Exercise details:
Check every line of the data below for the string "PathBuf", and copy the ones that hold it.

Stored items:
>>>>
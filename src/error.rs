use std::path::PathBuf;
use thiserror::Error;

pub type Result<T> = std::result::Result<T, AnalysisError>;

/// Errors that abort an analysis run.
#[derive(Error, Debug)]
pub enum AnalysisError {
    #[error("file not found: '{}'", path.display())]
    FileNotFound { path: PathBuf },

    #[error("failed to read '{}': {source}", path.display())]
    Io {
        path: PathBuf,
        #[source]
        source: std::io::Error,
    },

    #[error("failed to decode image: {0}")]
    DecodeError(String),

    #[error("unsupported pixel format: {0}")]
    UnsupportedFormat(String),

    #[error("failed to write '{}': {source}", path.display())]
    Output {
        path: PathBuf,
        #[source]
        source: std::io::Error,
    },
}

impl AnalysisError {
    pub(crate) fn decode(path: &std::path::Path, message: impl std::fmt::Display) -> Self {
        AnalysisError::DecodeError(format!("'{}': {}", path.display(), message))
    }
}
<<<<
Exercise result:
use std::path::PathBuf;
    FileNotFound { path: PathBuf },
        path: PathBuf,
        path: PathBuf,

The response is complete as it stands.